When a patient hears the diagnosis and immediately receives a price, their attention naturally shifts to the number. Three thousand dollars for two crowns and a root canal sounds like a $3,000 expense. It does not automatically sound like the difference between keeping a tooth and losing it.

Until the patient genuinely understands what they are choosing between, the cost is simply a cost. When the tooth does not hurt yet, postponing treatment becomes an easy decision.

The practices with the highest case acceptance rates tend to do something differently before they ever mention a dollar amount: they make sure the patient understands what will happen if they do nothing.

This may sound obvious, but it is not happening consistently in many dental practices.

Looking for more ways to improve treatment acceptance?

Download the FREE MGE Guide to Comprehensive Case Acceptance for a step-by-step breakdown of the case acceptance process.

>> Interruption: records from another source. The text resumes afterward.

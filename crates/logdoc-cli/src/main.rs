//! # Logdoc CLI
//!
//! Generates log and translation classes from a log definition directory.
//!
//! ## Startup sequence
//!
//! 1. Parse CLI arguments (clap handles `--help` / `--version` early-exit).
//! 2. Initialise the tracing subscriber (logging).
//! 3. Load configuration (defaults + file + env).
//! 4. Build the [`OutputManager`].
//! 5. Dispatch to the appropriate command handler.
//! 6. Translate any [`CliError`] into a user-facing message and exit code.
//!
//! ## Exit codes
//!
//! | Code | Meaning                                   |
//! |------|-------------------------------------------|
//! |  0   | Success                                   |
//! |  1   | Internal, filesystem or template error    |
//! |  2   | Invalid input or definition               |
//! |  3   | Input document not found                  |
//! |  4   | Configuration error (config, schemas)     |

use std::io::IsTerminal as _;
use std::process::ExitCode;

use clap::Parser;
use tracing::{debug, info, instrument};

use crate::{
    cli::{Cli, Commands, ConfigCommands},
    config::AppConfig,
    error::{CliError, CliResult},
    logging::init_logging,
    output::OutputManager,
};

mod cli;
mod commands;
mod config;
mod error;
mod logging;
mod output;

fn main() -> ExitCode {
    // `.env` is optional; real deployments use the environment directly.
    let _ = dotenvy::dotenv();

    // ── 1. Parse arguments ────────────────────────────────────────────────
    let cli = match Cli::try_parse() {
        Ok(cli) => cli,
        Err(e) => {
            // --help and --version arrive here too and must exit 0.
            let code = if e.use_stderr() { 2 } else { 0 };
            let _ = e.print();
            return ExitCode::from(code);
        }
    };

    // ── 2. Initialise tracing ─────────────────────────────────────────────
    if let Err(e) = init_logging(&cli.global) {
        eprintln!("Failed to initialise logging: {e}");
        return ExitCode::from(1);
    }

    debug!(
        verbose = cli.global.verbose,
        quiet = cli.global.quiet,
        no_color = cli.global.no_color,
        "CLI started"
    );

    // ── 3. Load configuration ─────────────────────────────────────────────
    // `config init` must work before the file it creates exists.
    let config = if matches!(cli.command, Commands::Config(ConfigCommands::Init { .. })) {
        AppConfig::default()
    } else {
        match AppConfig::load(cli.global.config.as_ref()) {
            Ok(cfg) => cfg,
            Err(e) => {
                return handle_error(
                    CliError::ConfigError {
                        message: format!("{e:#}"),
                        source: None,
                    },
                    cli.global.verbose > 0,
                    !cli.global.no_color,
                );
            }
        }
    };

    // ── 4. Build output manager ───────────────────────────────────────────
    let output = OutputManager::new(&cli.global, &config);
    let verbose = cli.global.verbose > 0;
    let colored = output.supports_color();

    // ── 5. Dispatch + 6. Error handling ──────────────────────────────────
    match run(cli, config, output) {
        Ok(()) => {
            info!("Logdoc completed successfully");
            ExitCode::SUCCESS
        }
        Err(e) => handle_error(e, verbose, colored),
    }
}

/// Dispatch to the correct command handler.
#[instrument(skip_all)]
fn run(cli: Cli, config: AppConfig, output: OutputManager) -> CliResult<()> {
    match cli.command {
        Commands::Generate(args) => commands::generate::execute(args, config, output),
        Commands::Check(args) => commands::check::execute(args, config, output),
        Commands::Templates(args) => commands::templates::execute(args, config, output),
        Commands::Completions(args) => commands::completions::execute(args),
        Commands::Config(cmd) => commands::config::execute(cmd, &cli.global, config, output),
    }
}

/// Translate a `CliError` into a user message and an appropriate exit code.
fn handle_error(err: CliError, verbose: bool, colored: bool) -> ExitCode {
    err.log();

    // Written to stderr so the message survives a redirected stdout.
    let msg = if colored && std::io::stderr().is_terminal() {
        err.format_colored(verbose)
    } else {
        err.format_plain(verbose)
    };
    eprint!("{msg}");

    ExitCode::from(err.exit_code())
}

// ── tests ─────────────────────────────────────────────────────────────────────

#[cfg(test)]
mod tests {
    use super::*;
    use clap::CommandFactory;

    #[test]
    fn cli_structure_is_valid() {
        Cli::command().debug_assert();
    }

    #[test]
    fn cli_version_matches_cargo() {
        let cmd = Cli::command();
        assert_eq!(cmd.get_version(), Some(env!("CARGO_PKG_VERSION")));
    }

    #[test]
    fn cli_has_author() {
        let cmd = Cli::command();
        assert!(cmd.get_author().is_some());
    }
}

Do Not Assume the Patient Understands the Consequences

Dentists have explained root canals, failing crowns, infections, and bone loss hundreds of times. The consequences may feel self-evident to the doctor, but they are not always clear to the patient.

A patient may hear the word “infection” and assume they can wait until the tooth starts hurting. They may not understand that the infection can spread, bone can be lost, and a tooth that could have been saved may eventually need to be extracted.

They do not necessarily picture the chain reaction that can follow:

  1. The infection spreads.
  2. Bone begins to deteriorate.
  3. The tooth can no longer be saved.
  4. An extraction becomes necessary.
  5. The patient may now need a bone graft and an implant.
  6. A manageable treatment plan becomes a much more expensive problem.

What started as a $3,400 treatment plan could eventually turn into a $10,000 procedure. The original tooth is gone, and the replacement is never quite as good as keeping the natural tooth.

The doctor understands this. The patient often does not. That gap is where many declined cases live.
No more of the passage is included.